Directions
Write out every entry again exactly as it stands.

Supplied material
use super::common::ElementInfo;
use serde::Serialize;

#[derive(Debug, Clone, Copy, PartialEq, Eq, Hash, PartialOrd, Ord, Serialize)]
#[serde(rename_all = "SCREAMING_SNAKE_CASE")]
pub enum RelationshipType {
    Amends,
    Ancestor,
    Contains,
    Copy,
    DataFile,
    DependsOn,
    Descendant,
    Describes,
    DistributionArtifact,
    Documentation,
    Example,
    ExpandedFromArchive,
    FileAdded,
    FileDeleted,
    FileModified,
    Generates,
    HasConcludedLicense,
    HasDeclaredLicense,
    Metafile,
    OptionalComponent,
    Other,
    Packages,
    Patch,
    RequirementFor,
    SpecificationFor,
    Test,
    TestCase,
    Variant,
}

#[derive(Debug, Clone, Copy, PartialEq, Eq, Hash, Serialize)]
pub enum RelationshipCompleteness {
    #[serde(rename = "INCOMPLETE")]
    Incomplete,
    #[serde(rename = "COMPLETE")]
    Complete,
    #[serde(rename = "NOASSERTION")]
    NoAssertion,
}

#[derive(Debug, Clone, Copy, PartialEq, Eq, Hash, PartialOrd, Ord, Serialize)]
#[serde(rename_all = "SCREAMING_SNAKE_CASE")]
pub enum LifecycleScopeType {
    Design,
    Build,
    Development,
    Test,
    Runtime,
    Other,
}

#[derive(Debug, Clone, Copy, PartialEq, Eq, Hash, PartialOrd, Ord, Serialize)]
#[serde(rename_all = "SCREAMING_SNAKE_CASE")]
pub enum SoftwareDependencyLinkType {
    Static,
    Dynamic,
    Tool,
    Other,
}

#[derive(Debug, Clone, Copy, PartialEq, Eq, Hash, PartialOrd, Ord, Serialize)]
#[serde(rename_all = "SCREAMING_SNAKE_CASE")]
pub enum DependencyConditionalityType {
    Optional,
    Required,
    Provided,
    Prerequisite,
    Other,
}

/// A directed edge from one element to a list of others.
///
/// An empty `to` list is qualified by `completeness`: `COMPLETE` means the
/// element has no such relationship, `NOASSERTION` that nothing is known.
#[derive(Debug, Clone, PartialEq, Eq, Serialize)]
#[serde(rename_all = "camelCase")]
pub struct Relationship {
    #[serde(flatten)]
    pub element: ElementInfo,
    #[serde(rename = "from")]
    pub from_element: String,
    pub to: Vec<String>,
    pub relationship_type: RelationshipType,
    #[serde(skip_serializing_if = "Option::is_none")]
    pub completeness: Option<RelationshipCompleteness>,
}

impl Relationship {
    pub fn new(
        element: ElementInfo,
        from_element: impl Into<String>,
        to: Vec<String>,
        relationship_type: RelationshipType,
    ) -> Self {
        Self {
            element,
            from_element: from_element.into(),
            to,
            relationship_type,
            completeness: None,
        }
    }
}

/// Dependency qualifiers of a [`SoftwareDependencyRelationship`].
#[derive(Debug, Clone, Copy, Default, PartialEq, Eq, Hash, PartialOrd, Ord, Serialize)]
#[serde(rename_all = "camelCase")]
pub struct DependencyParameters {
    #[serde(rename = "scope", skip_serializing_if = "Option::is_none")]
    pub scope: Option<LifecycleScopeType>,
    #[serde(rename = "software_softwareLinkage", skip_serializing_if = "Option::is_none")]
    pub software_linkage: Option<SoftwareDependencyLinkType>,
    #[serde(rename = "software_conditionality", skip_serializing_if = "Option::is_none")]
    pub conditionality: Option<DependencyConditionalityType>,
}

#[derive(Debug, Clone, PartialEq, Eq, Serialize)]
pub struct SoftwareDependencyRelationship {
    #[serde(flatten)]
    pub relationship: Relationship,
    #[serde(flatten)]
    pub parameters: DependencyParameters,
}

Solution
use super::common::ElementInfo;
use serde::Serialize;

#[derive(Debug, Clone, Copy, PartialEq, Eq, Hash, PartialOrd, Ord, Serialize)]
#[serde(rename_all = "SCREAMING_SNAKE_CASE")]
pub enum RelationshipType {
    Amends,
    Ancestor,
    Contains,
    Copy,
    DataFile,
    DependsOn,
    Descendant,
    Describes,
    DistributionArtifact,
    Documentation,
    Example,
    ExpandedFromArchive,
    FileAdded,
    FileDeleted,
    FileModified,
    Generates,
    HasConcludedLicense,
    HasDeclaredLicense,
    Metafile,
    OptionalComponent,
    Other,
    Packages,
    Patch,
    RequirementFor,
    SpecificationFor,
    Test,
    TestCase,
    Variant,
}

#[derive(Debug, Clone, Copy, PartialEq, Eq, Hash, Serialize)]
pub enum RelationshipCompleteness {
    #[serde(rename = "INCOMPLETE")]
    Incomplete,
    #[serde(rename = "COMPLETE")]
    Complete,
    #[serde(rename = "NOASSERTION")]
    NoAssertion,
}

#[derive(Debug, Clone, Copy, PartialEq, Eq, Hash, PartialOrd, Ord, Serialize)]
#[serde(rename_all = "SCREAMING_SNAKE_CASE")]
pub enum LifecycleScopeType {
    Design,
    Build,
    Development,
    Test,
    Runtime,
    Other,
}

#[derive(Debug, Clone, Copy, PartialEq, Eq, Hash, PartialOrd, Ord, Serialize)]
#[serde(rename_all = "SCREAMING_SNAKE_CASE")]
pub enum SoftwareDependencyLinkType {
    Static,
    Dynamic,
    Tool,
    Other,
}

#[derive(Debug, Clone, Copy, PartialEq, Eq, Hash, PartialOrd, Ord, Serialize)]
#[serde(rename_all = "SCREAMING_SNAKE_CASE")]
pub enum DependencyConditionalityType {
    Optional,
    Required,
    Provided,
    Prerequisite,
    Other,
}

/// A directed edge from one element to a list of others.
///
/// An empty `to` list is qualified by `completeness`: `COMPLETE` means the
/// element has no such relationship, `NOASSERTION` that nothing is known.
#[derive(Debug, Clone, PartialEq, Eq, Serialize)]
#[serde(rename_all = "camelCase")]
pub struct Relationship {
    #[serde(flatten)]
    pub element: ElementInfo,
    #[serde(rename = "from")]
    pub from_element: String,
    pub to: Vec<String>,
    pub relationship_type: RelationshipType,
    #[serde(skip_serializing_if = "Option::is_none")]
    pub completeness: Option<RelationshipCompleteness>,
}

impl Relationship {
    pub fn new(
        element: ElementInfo,
        from_element: impl Into<String>,
        to: Vec<String>,
        relationship_type: RelationshipType,
    ) -> Self {
        Self {
            element,
            from_element: from_element.into(),
            to,
            relationship_type,
            completeness: None,
        }
    }
}

/// Dependency qualifiers of a [`SoftwareDependencyRelationship`].
#[derive(Debug, Clone, Copy, Default, PartialEq, Eq, Hash, PartialOrd, Ord, Serialize)]
#[serde(rename_all = "camelCase")]
pub struct DependencyParameters {
    #[serde(rename = "scope", skip_serializing_if = "Option::is_none")]
    pub scope: Option<LifecycleScopeType>,
    #[serde(rename = "software_softwareLinkage", skip_serializing_if = "Option::is_none")]
    pub software_linkage: Option<SoftwareDependencyLinkType>,
    #[serde(rename = "software_conditionality", skip_serializing_if = "Option::is_none")]
    pub conditionality: Option<DependencyConditionalityType>,
}

#[derive(Debug, Clone, PartialEq, Eq, Serialize)]
pub struct SoftwareDependencyRelationship {
    #[serde(flatten)]
    pub relationship: Relationship,
    #[serde(flatten)]
    pub parameters: DependencyParameters,
}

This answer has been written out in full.